The particle separation and collection may be achieved directly on outer wall 20 of channel 12 or a removable foil or sheet 22 or the like may be positioned along outer wall 20 and held in place by a suitable bracket member 23. The foil 22 may be made of any appropriate material to which the particles may adhere, such as stainless steel, copper, paper, or the like, and from which suitable analysis of the particles may be made. If it is desired, provision may be made for the continuous removal of one or more particle sizes from a location or locations along outer wall 20 for the continuous sampling or separation of a desired particle or particle size.
Provision has also been made for receiving and carrying a laminator 24 (shown in detail in FIG. 3) and a material or particle feeder 26 (shown in detail in FIGS. 4a and 4b) at the beginning or central portion of channel 12 by suitable formed recesses or mountings on rotor 10 and cover 14. For purpose of illustration, the laminator 24 and material feeder 26 are not shown in FIG. 1 to facilitate illustration of the respective supporting recesses in rotor 10 and cover 14.
Laminator 24 includes a channel 28 aligned with the central location or beginning of channel 12 and an air or gas inlet groove 30 in rotor 10. Channel 28 includes a plurality of thin strips or plates 32 which are held or fastened to laminator 24 within channel 28. The passageways between sheets 32 are of generally equal cross section throughout their width, length and height so as to provide laminar flow of gas to the beginning of channel 12. The smoothly expanding width of channel 12 assures that such laminar flow continues throughout the length of channel 12 with a decrease in gas velocity along the channel inversely proportional to the increase in channel width. It is important that the channel 28 be substantially aligned with the beginning of channel 12 to eliminate or minimize any turbulence which may be caused by any discontinuities in the walls of channels 12 and 28 at their mating junctions. The recess 34 in rotor 10 which receives and carries laminator 24 is shaped so as to assure the correct alignment of channel 28 with inlet 30 and channel 12. The laminator strips or sheets may be made of stainless steel, brass or copper foil of about 0.006 inch thick and spaced apart about 0.05 inch, and be secured to laminator 24 by appropriate adhesives or solder. The laminator body may be made of a single block of material having channel 28 machined therefrom or it may be made of four pieces, as shown in FIG. 3, of materials like brass or the like appropriately formed and connected together.
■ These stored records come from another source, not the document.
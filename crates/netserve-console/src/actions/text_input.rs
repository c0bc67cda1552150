//! Text input actions
//!
//! Emitted by the keyboard middleware while the top view has the TEXT_INPUT
//! capability; the login form and the palette query each translate them.

#[derive(Debug, Clone, PartialEq, Eq)]
pub enum TextInputAction {
    Char(char),
    Backspace,
    /// Ctrl+U or Super+Backspace
    ClearLine,
    Escape,
    /// Enter
    Confirm,
}
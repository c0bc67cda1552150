//! Report generation reducer

use crate::actions::ReportAction;
use crate::state::ReportState;

pub fn reduce_report(mut state: ReportState, action: &ReportAction) -> ReportState {
    match action {
        ReportAction::Generate => {
            state.generating = true;
        }
        ReportAction::Ready(name) => {
            state.generating = false;
            state.last_report = Some(name.clone());
        }
        ReportAction::Failed(_) => {
            state.generating = false;
        }
    }
    state
}

#[cfg(test)]
mod tests {
    use super::*;

    #[test]
    fn test_ready_stores_name_and_clears_flag() {
        let state = reduce_report(ReportState::default(), &ReportAction::Generate);
        assert!(state.generating);

        let state = reduce_report(state, &ReportAction::Ready("r.pdf".to_string()));
        assert!(!state.generating);
        assert_eq!(state.last_report.as_deref(), Some("r.pdf"));
    }

    #[test]
    fn test_failure_keeps_previous_report() {
        let state = ReportState {
            generating: true,
            last_report: Some("old.pdf".to_string()),
        };
        let state = reduce_report(state, &ReportAction::Failed("boom".to_string()));
        assert!(!state.generating);
        assert_eq!(state.last_report.as_deref(), Some("old.pdf"));
    }
}
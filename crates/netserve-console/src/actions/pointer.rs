//! Pointer actions - mouse input in terminal cell coordinates

#[derive(Debug, Clone, Copy, PartialEq, Eq)]
pub enum PointerAction {
    /// Pointer moved over the cell
    Hover { column: u16, row: u16 },
    /// Left button pressed on the cell
    Click { column: u16, row: u16 },
}

impl PointerAction {
    /// Cell the pointer is on, as (column, row)
    pub fn position(self) -> (u16, u16) {
        match self {
            Self::Hover { column, row } | Self::Click { column, row } => (column, row),
        }
    }
}
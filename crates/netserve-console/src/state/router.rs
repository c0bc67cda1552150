//! Router State

use crate::palette::catalog::OVERVIEW_PATH;

/// Current dashboard route with a back-history
#[derive(Debug, Clone, PartialEq, Eq)]
pub struct RouterState {
    pub current: String,
    pub history: Vec<String>,
}

impl Default for RouterState {
    fn default() -> Self {
        Self {
            current: OVERVIEW_PATH.to_string(),
            history: Vec::new(),
        }
    }
}

impl RouterState {
    /// Move to `path`, remembering the current route
    ///
    /// Navigating to the route already shown leaves history untouched.
    pub fn navigate(&mut self, path: &str) {
        if self.current == path {
            return;
        }
        let previous = std::mem::replace(&mut self.current, path.to_string());
        self.history.push(previous);
    }

    /// Return to the previous route; returns false when there is none
    pub fn back(&mut self) -> bool {
        match self.history.pop() {
            Some(previous) => {
                self.current = previous;
                true
            }
            None => false,
        }
    }
}
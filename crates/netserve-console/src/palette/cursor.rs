//! Cyclic cursor arithmetic over a list of `len` candidates.
//!
//! Both moves wrap modulo `len` and pin the cursor to 0 when the list is
//! empty.

pub fn next_index(cursor: usize, len: usize) -> usize {
    if len == 0 {
        return 0;
    }
    (cursor.min(len - 1) + 1) % len
}

pub fn previous_index(cursor: usize, len: usize) -> usize {
    if len == 0 {
        return 0;
    }
    (cursor.min(len - 1) + len - 1) % len
}

/// Scroll a window of `visible` rows starting at `offset` just far enough
/// to contain `selected`. A cursor already inside the window leaves it put.
pub fn follow_cursor(offset: usize, selected: usize, visible: usize) -> usize {
    if visible == 0 {
        return 0;
    }
    if selected < offset {
        selected
    } else if selected >= offset + visible {
        selected + 1 - visible
    } else {
        offset
    }
}
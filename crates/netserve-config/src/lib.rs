//! Configuration and file management for the NetServe console
//!
//! This crate provides:
//! - Directory utilities for config and cache files
//! - Configuration file lookup (TOML)
//! - Application configuration (AppConfig) including the operator accounts

pub mod app_config;
pub mod config_file;
pub mod paths;

pub use app_config::{AppConfig, OperatorAccount};
pub use config_file::load_config_file;
pub use paths::{app_config_path, cache_dir};
//! View model for the command palette
//!
//! Pre-computes the visible candidate window, row styling and footer hints so
//! that rendering and pointer hit-testing agree on what is where.

use crate::command_id::CommandId;
use crate::palette::cursor::follow_cursor;
use crate::palette::{filter_and_merge, Candidate, ENTITY_LIST_PATH};
use crate::state::AppState;
use ratatui::style::Color;

#[derive(Debug, Clone)]
pub struct CommandPaletteViewModel {
    /// Number of candidates matching the query
    pub total_matches: usize,
    pub input_text: String,
    /// Is input empty (for placeholder styling)
    pub input_is_empty: bool,
    /// Index of the first visible candidate
    pub offset: usize,
    /// Candidates inside the visible window
    pub visible_rows: Vec<CandidateRow>,
    /// One-line description of the candidate under the cursor
    pub selected_details: Option<String>,
    pub footer_hints: FooterHints,
}

#[derive(Debug, Clone)]
pub struct FooterHints {
    /// Shortcut that toggles the palette (e.g., "Ctrl+K")
    pub toggle: String,
}

#[derive(Debug, Clone)]
pub struct CandidateRow {
    pub is_selected: bool,
    /// Selection indicator ("> " or "  ")
    pub indicator: &'static str,
    pub icon: &'static str,
    pub label: String,
    /// Kind tag shown right-aligned, e.g. "[Command]"
    pub kind: String,
    pub fg_color: Color,
    pub bg_color: Color,
}

impl CommandPaletteViewModel {
    /// Build the view model for a results area `visible` rows tall
    pub fn from_state(state: &AppState, visible: usize) -> Self {
        let theme = &state.theme;
        let palette = &state.command_palette;
        let candidates = filter_and_merge(&palette.query, &state.data.clients);

        let selected = palette.selected_index;
        // A resize can leave the stored window without the cursor
        let offset = follow_cursor(palette.scroll_offset, selected, visible);

        let visible_rows = candidates
            .iter()
            .enumerate()
            .skip(offset)
            .take(visible)
            .map(|(idx, candidate)| {
                let is_selected = idx == selected;
                let (fg_color, bg_color) = if is_selected {
                    (theme.active_fg, theme.selected_bg)
                } else {
                    (theme.text_primary, Color::Reset)
                };
                CandidateRow {
                    is_selected,
                    indicator: if is_selected { "> " } else { "  " },
                    icon: candidate.icon().glyph(),
                    label: candidate.label().to_string(),
                    kind: format!("[{}]", candidate.kind_label()),
                    fg_color,
                    bg_color,
                }
            })
            .collect();

        let footer_hints = FooterHints {
            toggle: state
                .keymap
                .hint_for_command(CommandId::CommandPaletteOpen)
                .unwrap_or("Ctrl+K")
                .to_string(),
        };

        Self {
            total_matches: candidates.len(),
            input_text: palette.query.clone(),
            input_is_empty: palette.query.is_empty(),
            offset,
            visible_rows,
            selected_details: candidates.get(selected).map(describe),
            footer_hints,
        }
    }
}

/// Short description of what activating `candidate` does
fn describe(candidate: &Candidate) -> String {
    match candidate {
        Candidate::Navigation(target) => format!("Go to {}", target.path),
        Candidate::Command(command) => match &command.path {
            Some(path) => format!("Run '{}' and open {}", command.action, path),
            None => format!("Run '{}'", command.action),
        },
        Candidate::Entity(record) => {
            format!("Client {} - opens {}", record.entity_id, ENTITY_LIST_PATH)
        }
    }
}
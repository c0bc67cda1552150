//! Static candidate tables
//!
//! The navigation table mirrors the dashboard sidebar; the command table holds
//! the operational shortcuts. Both are rebuilt on demand and never mutated.

use super::candidate::{CommandAction, CommandEntry, Icon, NavigationTarget};

pub const OVERVIEW_PATH: &str = "/";
pub const TICKETS_PATH: &str = "/tickets";
pub const CLIENTS_PATH: &str = "/clients";
pub const NETWORK_PATH: &str = "/network";
pub const INVENTORY_PATH: &str = "/inventory";
pub const ANALYTICS_PATH: &str = "/analytics";
pub const SETTINGS_PATH: &str = "/settings";

fn target(label: &str, icon: Icon, path: &str) -> NavigationTarget {
    NavigationTarget {
        label: label.to_string(),
        icon,
        path: path.to_string(),
    }
}

fn command(label: &str, icon: Icon, path: Option<&str>, action: CommandAction) -> CommandEntry {
    CommandEntry {
        label: label.to_string(),
        icon,
        path: path.map(str::to_string),
        action,
    }
}

/// All dashboard pages, in sidebar order
pub fn navigation_targets() -> Vec<NavigationTarget> {
    vec![
        target("Overview", Icon::Overview, OVERVIEW_PATH),
        target("Ticket Manager", Icon::Ticket, TICKETS_PATH),
        target("Clients", Icon::Client, CLIENTS_PATH),
        target("Network Monitor", Icon::Network, NETWORK_PATH),
        target("Inventory", Icon::Inventory, INVENTORY_PATH),
        target("Analytics", Icon::Analytics, ANALYTICS_PATH),
        target("Settings", Icon::Settings, SETTINGS_PATH),
    ]
}

/// All operational commands
pub fn command_entries() -> Vec<CommandEntry> {
    vec![
        command(
            "Run Network Scan",
            Icon::Radar,
            Some(NETWORK_PATH),
            CommandAction::Scan,
        ),
        command(
            "Restart Core Services",
            Icon::Restart,
            None,
            CommandAction::Restart,
        ),
        command("Flush DNS Cache", Icon::Flush, None, CommandAction::Flush),
        command(
            "Emergency Lockdown",
            Icon::Shield,
            None,
            CommandAction::Lockdown,
        ),
        command(
            "New Service Request",
            Icon::Plus,
            Some(TICKETS_PATH),
            CommandAction::Create,
        ),
    ]
}

/// Label of the page registered for `path`, if any
pub fn page_title(path: &str) -> Option<String> {
    navigation_targets()
        .into_iter()
        .find(|target| target.path == path)
        .map(|target| target.label)
}

#[cfg(test)]
mod tests {
    use super::*;
    use std::collections::HashSet;
    use strum::IntoEnumIterator;

    #[test]
    fn test_every_action_tag_has_exactly_one_command() {
        let commands = command_entries();
        for action in CommandAction::iter() {
            let count = commands.iter().filter(|c| c.action == action).count();
            assert_eq!(count, 1, "action {action} should appear once");
        }
    }

    #[test]
    fn test_navigation_paths_are_unique() {
        let targets = navigation_targets();
        let paths: HashSet<_> = targets.iter().map(|t| t.path.as_str()).collect();
        assert_eq!(paths.len(), targets.len());
    }

    #[test]
    fn test_page_title_lookup() {
        assert_eq!(page_title(TICKETS_PATH).as_deref(), Some("Ticket Manager"));
        assert_eq!(page_title("/nowhere"), None);
    }
}
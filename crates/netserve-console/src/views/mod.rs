use crate::actions::{Action, NavigationAction, PointerAction, TextInputAction};
use crate::capabilities::PanelCapabilities;
use crate::state::AppState;
use crate::view_models::StatusBarViewModel;
use ratatui::{
    layout::{Constraint, Layout, Rect},
    Frame,
};

pub mod command_palette_view;
pub mod dashboard_view;
pub mod login_view;
pub mod pages;
pub mod status_bar;

pub use command_palette_view::CommandPaletteView;
pub use dashboard_view::DashboardView;
pub use login_view::LoginView;

use status_bar::StatusBarWidget;

/// View identifier - allows comparing which view is active
#[derive(Debug, Clone, Copy, PartialEq, Eq)]
pub enum ViewId {
    Login,
    Dashboard,
    CommandPalette,
}

/// View trait - the interface every screen and overlay implements
///
/// Views live on the view stack as `Box<dyn View>`, so the trait must stay
/// object-safe and `Send` (views travel inside actions across threads).
pub trait View: std::fmt::Debug + Send {
    fn view_id(&self) -> ViewId;

    /// Render this view into `area` (the screen minus the status bar)
    fn render(&self, state: &AppState, area: Rect, f: &mut Frame);

    /// Input capabilities, consulted by the keyboard and translation middleware
    fn capabilities(&self, state: &AppState) -> PanelCapabilities;

    /// Clone this view into a Box
    fn clone_box(&self) -> Box<dyn View>;

    /// Translate a generic navigation action to this view's specific action
    fn translate_navigation(&self, _nav: NavigationAction) -> Option<Action> {
        None
    }

    /// Translate a generic text input action to this view's specific action
    fn translate_text_input(&self, _input: TextInputAction) -> Option<Action> {
        None
    }

    /// Translate a pointer event at a terminal cell to this view's specific action
    ///
    /// Only called for views with the POINTER capability. Hit-testing must
    /// use the same layout as `render`, computed from `state.viewport`.
    fn translate_pointer(&self, _pointer: PointerAction, _state: &AppState) -> Option<Action> {
        None
    }

    /// Whether a keymap command's action may run while this view is on top
    fn accepts_action(&self, _action: &Action) -> bool {
        true
    }
}

impl Clone for Box<dyn View> {
    fn clone(&self) -> Box<dyn View> {
        self.clone_box()
    }
}

/// Split the screen into the view area and the one-line status bar
pub fn screen_layout(area: Rect) -> (Rect, Rect) {
    let [body, status] = Layout::vertical([Constraint::Min(0), Constraint::Length(1)]).areas(area);
    (body, status)
}

/// Render the entire application UI
///
/// Views render bottom-up so overlays end up on top; the status bar is
/// shared by all of them.
pub fn render(state: &AppState, area: Rect, f: &mut Frame) {
    let (body, status) = screen_layout(area);

    for view in &state.view_stack {
        view.render(state, body, f);
    }

    let vm = StatusBarViewModel::from_state(state);
    f.render_widget(StatusBarWidget(&vm), status);
}
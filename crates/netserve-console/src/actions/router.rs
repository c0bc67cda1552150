//! Route navigation actions

#[derive(Debug, Clone, PartialEq, Eq)]
pub enum RouterAction {
    /// Switch the dashboard to this path
    Navigate(String),
    /// Return to the previous path
    Back,
}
Additional smoothing and finishing of surfaces and mating parts may be achieved by filling portions of the device with a soft material like lead or solder which may then be more readily finished to the desired shape.
The material or particle feeder 26 is positioned adjacent laminator 24 in a recess 36 in rotor 10 and suitably shaped to insure the desired relative positioning of the parts of material feeder 26 with that of channel l2 and the laminar gas flow emanating from laminator 24, to again minimize production of turbulent gas flow within channel 12. Feeder 26 includes a passageway or bore 38 which is aligned with the center axis of rotor 10. Feeder 26 also includes a surface 40 which is aligned with and a continuation of the inner wall 18 of channel 12 and is formed with the same radius as the first arc of wall 18 and continues to and communicates with passageway 38. Another portion 42 of feeder 26 forms a part of the inner wall 18 of channel 12 and terminates just short of portion 40 and spaced therefrom to provide a gap and passageway 44 coupling passageway 38 with channel 12. A segment of passageway 38 and portion 42 may be made as a separate piece which is fastened to the remaining part of feeder 26 as a fillet 46, if such is desired to facilitate fabrication of the overall feeder. Also, the separation may be modified and results varied by using fillets with different gap and passageway sizes. In addition, feeder 26 may be made with separate or unitarily machined end plates 48 and 50 which fit respectively within recess 36 and an appropriately shaped recess 52 in cover 14. Portion 42 is preferably shaped so as to minimize any abrupt curvatures between it and portion 40 and inner wall 18 so as to minimize turbulent flow therealong. In addition, portion 42 is shaped so as to minimize the length of gap 44, preferably about 0.05 inch or less, to prevent or substantially prevent deposition of particles or materials in gap 44. Gap 44 is preferably located, because of the relative positions of portions 42 and 40 with respect to inner wall 18, so as to minimize centrifugal forces to which material or particles within passageway 38 and gap 44 are subjected, as shown in FIGS. 4a and 4b.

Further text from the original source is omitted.